» TASK OBJECTIVE
Please transcribe the data exactly, with nothing left out.

[Collected data entries]
---

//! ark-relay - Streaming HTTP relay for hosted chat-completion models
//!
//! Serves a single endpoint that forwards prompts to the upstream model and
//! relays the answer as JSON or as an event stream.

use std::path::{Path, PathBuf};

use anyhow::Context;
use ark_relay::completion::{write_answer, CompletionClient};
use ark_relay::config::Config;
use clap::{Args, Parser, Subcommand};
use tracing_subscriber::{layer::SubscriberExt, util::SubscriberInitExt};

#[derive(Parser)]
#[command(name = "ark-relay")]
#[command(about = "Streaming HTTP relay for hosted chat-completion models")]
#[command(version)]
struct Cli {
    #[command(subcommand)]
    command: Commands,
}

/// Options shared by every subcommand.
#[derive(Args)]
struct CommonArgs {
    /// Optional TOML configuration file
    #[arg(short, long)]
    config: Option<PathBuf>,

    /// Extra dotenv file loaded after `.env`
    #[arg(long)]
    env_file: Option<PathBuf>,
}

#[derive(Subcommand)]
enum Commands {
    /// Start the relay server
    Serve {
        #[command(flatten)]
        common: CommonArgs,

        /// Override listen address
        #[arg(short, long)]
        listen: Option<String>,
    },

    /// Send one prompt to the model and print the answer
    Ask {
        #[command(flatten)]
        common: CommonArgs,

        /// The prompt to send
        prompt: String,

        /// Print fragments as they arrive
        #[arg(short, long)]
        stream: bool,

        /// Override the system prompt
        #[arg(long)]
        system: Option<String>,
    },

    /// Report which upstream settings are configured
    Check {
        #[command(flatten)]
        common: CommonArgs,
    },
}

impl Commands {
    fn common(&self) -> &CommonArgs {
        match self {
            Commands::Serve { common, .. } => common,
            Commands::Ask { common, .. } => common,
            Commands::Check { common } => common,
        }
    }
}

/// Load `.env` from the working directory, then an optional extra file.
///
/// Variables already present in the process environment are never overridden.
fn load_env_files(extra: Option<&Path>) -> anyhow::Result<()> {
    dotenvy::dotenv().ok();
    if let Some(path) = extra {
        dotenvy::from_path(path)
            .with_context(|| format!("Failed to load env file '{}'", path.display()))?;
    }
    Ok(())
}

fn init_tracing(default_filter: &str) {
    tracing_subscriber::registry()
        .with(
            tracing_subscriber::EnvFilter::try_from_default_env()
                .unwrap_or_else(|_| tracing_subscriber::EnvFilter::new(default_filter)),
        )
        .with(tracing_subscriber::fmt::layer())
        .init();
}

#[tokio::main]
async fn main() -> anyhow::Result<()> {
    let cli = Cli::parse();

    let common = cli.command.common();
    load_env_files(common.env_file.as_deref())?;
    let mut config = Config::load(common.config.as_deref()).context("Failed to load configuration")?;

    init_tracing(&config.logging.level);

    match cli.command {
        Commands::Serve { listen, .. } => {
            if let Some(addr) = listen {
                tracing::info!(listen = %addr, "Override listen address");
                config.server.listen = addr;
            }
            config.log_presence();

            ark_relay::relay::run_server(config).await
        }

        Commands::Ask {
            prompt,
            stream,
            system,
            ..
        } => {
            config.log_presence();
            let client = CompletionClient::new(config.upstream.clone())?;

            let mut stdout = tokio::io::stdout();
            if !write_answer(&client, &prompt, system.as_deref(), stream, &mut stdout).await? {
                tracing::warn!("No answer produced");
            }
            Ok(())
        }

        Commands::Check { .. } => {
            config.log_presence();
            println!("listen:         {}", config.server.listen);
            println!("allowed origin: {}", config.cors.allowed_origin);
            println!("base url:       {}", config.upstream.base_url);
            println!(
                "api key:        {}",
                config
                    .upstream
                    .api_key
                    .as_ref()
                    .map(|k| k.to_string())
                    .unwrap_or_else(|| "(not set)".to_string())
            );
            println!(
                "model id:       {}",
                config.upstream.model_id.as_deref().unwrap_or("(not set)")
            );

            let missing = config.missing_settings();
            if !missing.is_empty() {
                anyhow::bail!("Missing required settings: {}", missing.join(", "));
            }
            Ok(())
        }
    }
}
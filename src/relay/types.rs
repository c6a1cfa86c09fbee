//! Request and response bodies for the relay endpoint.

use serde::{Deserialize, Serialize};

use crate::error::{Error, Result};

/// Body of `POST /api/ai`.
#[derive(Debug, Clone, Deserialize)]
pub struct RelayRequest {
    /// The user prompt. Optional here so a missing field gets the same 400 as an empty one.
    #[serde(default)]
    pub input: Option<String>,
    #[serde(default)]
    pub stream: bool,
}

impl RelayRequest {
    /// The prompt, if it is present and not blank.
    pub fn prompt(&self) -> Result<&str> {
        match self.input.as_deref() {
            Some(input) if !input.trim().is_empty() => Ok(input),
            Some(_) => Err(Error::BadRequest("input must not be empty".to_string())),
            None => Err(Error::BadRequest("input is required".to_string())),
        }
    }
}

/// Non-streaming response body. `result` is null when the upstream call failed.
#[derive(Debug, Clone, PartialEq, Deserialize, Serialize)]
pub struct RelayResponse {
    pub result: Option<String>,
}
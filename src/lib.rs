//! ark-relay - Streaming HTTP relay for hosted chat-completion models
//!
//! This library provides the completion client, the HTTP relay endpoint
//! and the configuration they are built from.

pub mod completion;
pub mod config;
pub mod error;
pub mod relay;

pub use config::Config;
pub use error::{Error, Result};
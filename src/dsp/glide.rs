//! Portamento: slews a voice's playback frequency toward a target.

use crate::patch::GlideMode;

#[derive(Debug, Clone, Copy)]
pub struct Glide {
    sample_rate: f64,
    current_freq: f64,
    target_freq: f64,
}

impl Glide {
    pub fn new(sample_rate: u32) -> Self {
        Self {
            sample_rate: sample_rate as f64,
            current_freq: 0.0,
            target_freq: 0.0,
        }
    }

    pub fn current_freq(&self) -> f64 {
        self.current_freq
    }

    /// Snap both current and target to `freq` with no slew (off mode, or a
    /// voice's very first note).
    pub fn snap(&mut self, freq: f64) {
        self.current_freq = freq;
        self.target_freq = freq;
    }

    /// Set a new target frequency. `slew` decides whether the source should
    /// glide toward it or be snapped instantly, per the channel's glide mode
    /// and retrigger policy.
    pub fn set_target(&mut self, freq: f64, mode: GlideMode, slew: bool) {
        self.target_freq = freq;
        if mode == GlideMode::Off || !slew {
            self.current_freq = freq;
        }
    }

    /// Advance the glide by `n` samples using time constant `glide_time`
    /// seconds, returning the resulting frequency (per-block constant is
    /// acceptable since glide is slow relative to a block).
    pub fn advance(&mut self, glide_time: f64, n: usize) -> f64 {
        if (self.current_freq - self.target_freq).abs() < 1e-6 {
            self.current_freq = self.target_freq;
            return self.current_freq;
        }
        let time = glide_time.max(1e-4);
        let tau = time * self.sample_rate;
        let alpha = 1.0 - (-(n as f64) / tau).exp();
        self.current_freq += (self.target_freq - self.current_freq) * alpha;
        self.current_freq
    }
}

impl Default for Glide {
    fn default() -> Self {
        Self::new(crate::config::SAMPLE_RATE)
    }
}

---

» EXERCISE SOLUTION
//! ark-relay - Streaming HTTP relay for hosted chat-completion models
//!
//! Serves a single endpoint that forwards prompts to the upstream model and
//! relays the answer as JSON or as an event stream.

use std::path::{Path, PathBuf};

use anyhow::Context;
use ark_relay::completion::{write_answer, CompletionClient};
use ark_relay::config::Config;
use clap::{Args, Parser, Subcommand};
use tracing_subscriber::{layer::SubscriberExt, util::SubscriberInitExt};

#[derive(Parser)]
#[command(name = "ark-relay")]
#[command(about = "Streaming HTTP relay for hosted chat-completion models")]
#[command(version)]
struct Cli {
    #[command(subcommand)]
    command: Commands,
}

/// Options shared by every subcommand.
#[derive(Args)]
struct CommonArgs {
    /// Optional TOML configuration file
    #[arg(short, long)]
    config: Option<PathBuf>,

    /// Extra dotenv file loaded after `.env`
    #[arg(long)]
    env_file: Option<PathBuf>,
}

#[derive(Subcommand)]
enum Commands {
    /// Start the relay server
    Serve {
        #[command(flatten)]
        common: CommonArgs,

        /// Override listen address
        #[arg(short, long)]
        listen: Option<String>,
    },

    /// Send one prompt to the model and print the answer
    Ask {
        #[command(flatten)]
        common: CommonArgs,

        /// The prompt to send
        prompt: String,

        /// Print fragments as they arrive
        #[arg(short, long)]
        stream: bool,

        /// Override the system prompt
        #[arg(long)]
        system: Option<String>,
    },

    /// Report which upstream settings are configured
    Check {
        #[command(flatten)]
        common: CommonArgs,
    },
}

impl Commands {
    fn common(&self) -> &CommonArgs {
        match self {
            Commands::Serve { common, .. } => common,
            Commands::Ask { common, .. } => common,
            Commands::Check { common } => common,
        }
    }
}

/// Load `.env` from the working directory, then an optional extra file.
///
/// Variables already present in the process environment are never overridden.
fn load_env_files(extra: Option<&Path>) -> anyhow::Result<()> {
    dotenvy::dotenv().ok();
    if let Some(path) = extra {
        dotenvy::from_path(path)
            .with_context(|| format!("Failed to load env file '{}'", path.display()))?;
    }
    Ok(())
}

fn init_tracing(default_filter: &str) {
    tracing_subscriber::registry()
        .with(
            tracing_subscriber::EnvFilter::try_from_default_env()
                .unwrap_or_else(|_| tracing_subscriber::EnvFilter::new(default_filter)),
        )
        .with(tracing_subscriber::fmt::layer())
        .init();
}

#[tokio::main]
async fn main() -> anyhow::Result<()> {
    let cli = Cli::parse();

    let common = cli.command.common();
    load_env_files(common.env_file.as_deref())?;
    let mut config = Config::load(common.config.as_deref()).context("Failed to load configuration")?;

    init_tracing(&config.logging.level);

    match cli.command {
        Commands::Serve { listen, .. } => {
            if let Some(addr) = listen {
                tracing::info!(listen = %addr, "Override listen address");
                config.server.listen = addr;
            }
            config.log_presence();

            ark_relay::relay::run_server(config).await
        }

        Commands::Ask {
            prompt,
            stream,
            system,
            ..
        } => {
            config.log_presence();
            let client = CompletionClient::new(config.upstream.clone())?;

            let mut stdout = tokio::io::stdout();
            if !write_answer(&client, &prompt, system.as_deref(), stream, &mut stdout).await? {
                tracing::warn!("No answer produced");
            }
            Ok(())
        }

        Commands::Check { .. } => {
            config.log_presence();
            println!("listen:         {}", config.server.listen);
            println!("allowed origin: {}", config.cors.allowed_origin);
            println!("base url:       {}", config.upstream.base_url);
            println!(
                "api key:        {}",
                config
                    .upstream
                    .api_key
                    .as_ref()
                    .map(|k| k.to_string())
                    .unwrap_or_else(|| "(not set)".to_string())
            );
            println!(
                "model id:       {}",
                config.upstream.model_id.as_deref().unwrap_or("(not set)")
            );

            let missing = config.missing_settings();
            if !missing.is_empty() {
                anyhow::bail!("Missing required settings: {}", missing.join(", "));
            }
            Ok(())
        }
    }
}
filename src/relay/types.rs
repository c6a1cfa86c09fbee
//! Request and response bodies for the relay endpoint.

use serde::{Deserialize, Serialize};

use crate::error::{Error, Result};

/// Body of `POST /api/ai`.
#[derive(Debug, Clone, Deserialize)]
pub struct RelayRequest {
    /// The user prompt. Optional here so a missing field gets the same 400 as an empty one.
    #[serde(default)]
    pub input: Option<String>,
    #[serde(default)]
    pub stream: bool,
}

impl RelayRequest {
    /// The prompt, if it is present and not blank.
    pub fn prompt(&self) -> Result<&str> {
        match self.input.as_deref() {
            Some(input) if !input.trim().is_empty() => Ok(input),
            Some(_) => Err(Error::BadRequest("input must not be empty".to_string())),
            None => Err(Error::BadRequest("input is required".to_string())),
        }
    }
}

/// Non-streaming response body. `result` is null when the upstream call failed.
#[derive(Debug, Clone, PartialEq, Deserialize, Serialize)]
pub struct RelayResponse {
    pub result: Option<String>,
}
filename src/lib.rs
//! ark-relay - Streaming HTTP relay for hosted chat-completion models
//!
//! This library provides the completion client, the HTTP relay endpoint
//! and the configuration they are built from.

pub mod completion;
pub mod config;
pub mod error;
pub mod relay;

pub use config::Config;
pub use error::{Error, Result};
filename src/dsp/glide.rs
//! Portamento: slews a voice's playback frequency toward a target.

use crate::patch::GlideMode;

#[derive(Debug, Clone, Copy)]
pub struct Glide {
    sample_rate: f64,
    current_freq: f64,
    target_freq: f64,
}

impl Glide {
    pub fn new(sample_rate: u32) -> Self {
        Self {
            sample_rate: sample_rate as f64,
            current_freq: 0.0,
            target_freq: 0.0,
        }
    }

    pub fn current_freq(&self) -> f64 {
        self.current_freq
    }

    /// Snap both current and target to `freq` with no slew (off mode, or a
    /// voice's very first note).
    pub fn snap(&mut self, freq: f64) {
        self.current_freq = freq;
        self.target_freq = freq;
    }

    /// Set a new target frequency. `slew` decides whether the source should
    /// glide toward it or be snapped instantly, per the channel's glide mode
    /// and retrigger policy.
    pub fn set_target(&mut self, freq: f64, mode: GlideMode, slew: bool) {
        self.target_freq = freq;
        if mode == GlideMode::Off || !slew {
            self.current_freq = freq;
        }
    }

    /// Advance the glide by `n` samples using time constant `glide_time`
    /// seconds, returning the resulting frequency (per-block constant is
    /// acceptable since glide is slow relative to a block).
    pub fn advance(&mut self, glide_time: f64, n: usize) -> f64 {
        if (self.current_freq - self.target_freq).abs() < 1e-6 {
            self.current_freq = self.target_freq;
            return self.current_freq;
        }
        let time = glide_time.max(1e-4);
        let tau = time * self.sample_rate;
        let alpha = 1.0 - (-(n as f64) / tau).exp();
        self.current_freq += (self.target_freq - self.current_freq) * alpha;
        self.current_freq
    }
}

impl Default for Glide {
    fn default() -> Self {
        Self::new(crate::config::SAMPLE_RATE)
    }
}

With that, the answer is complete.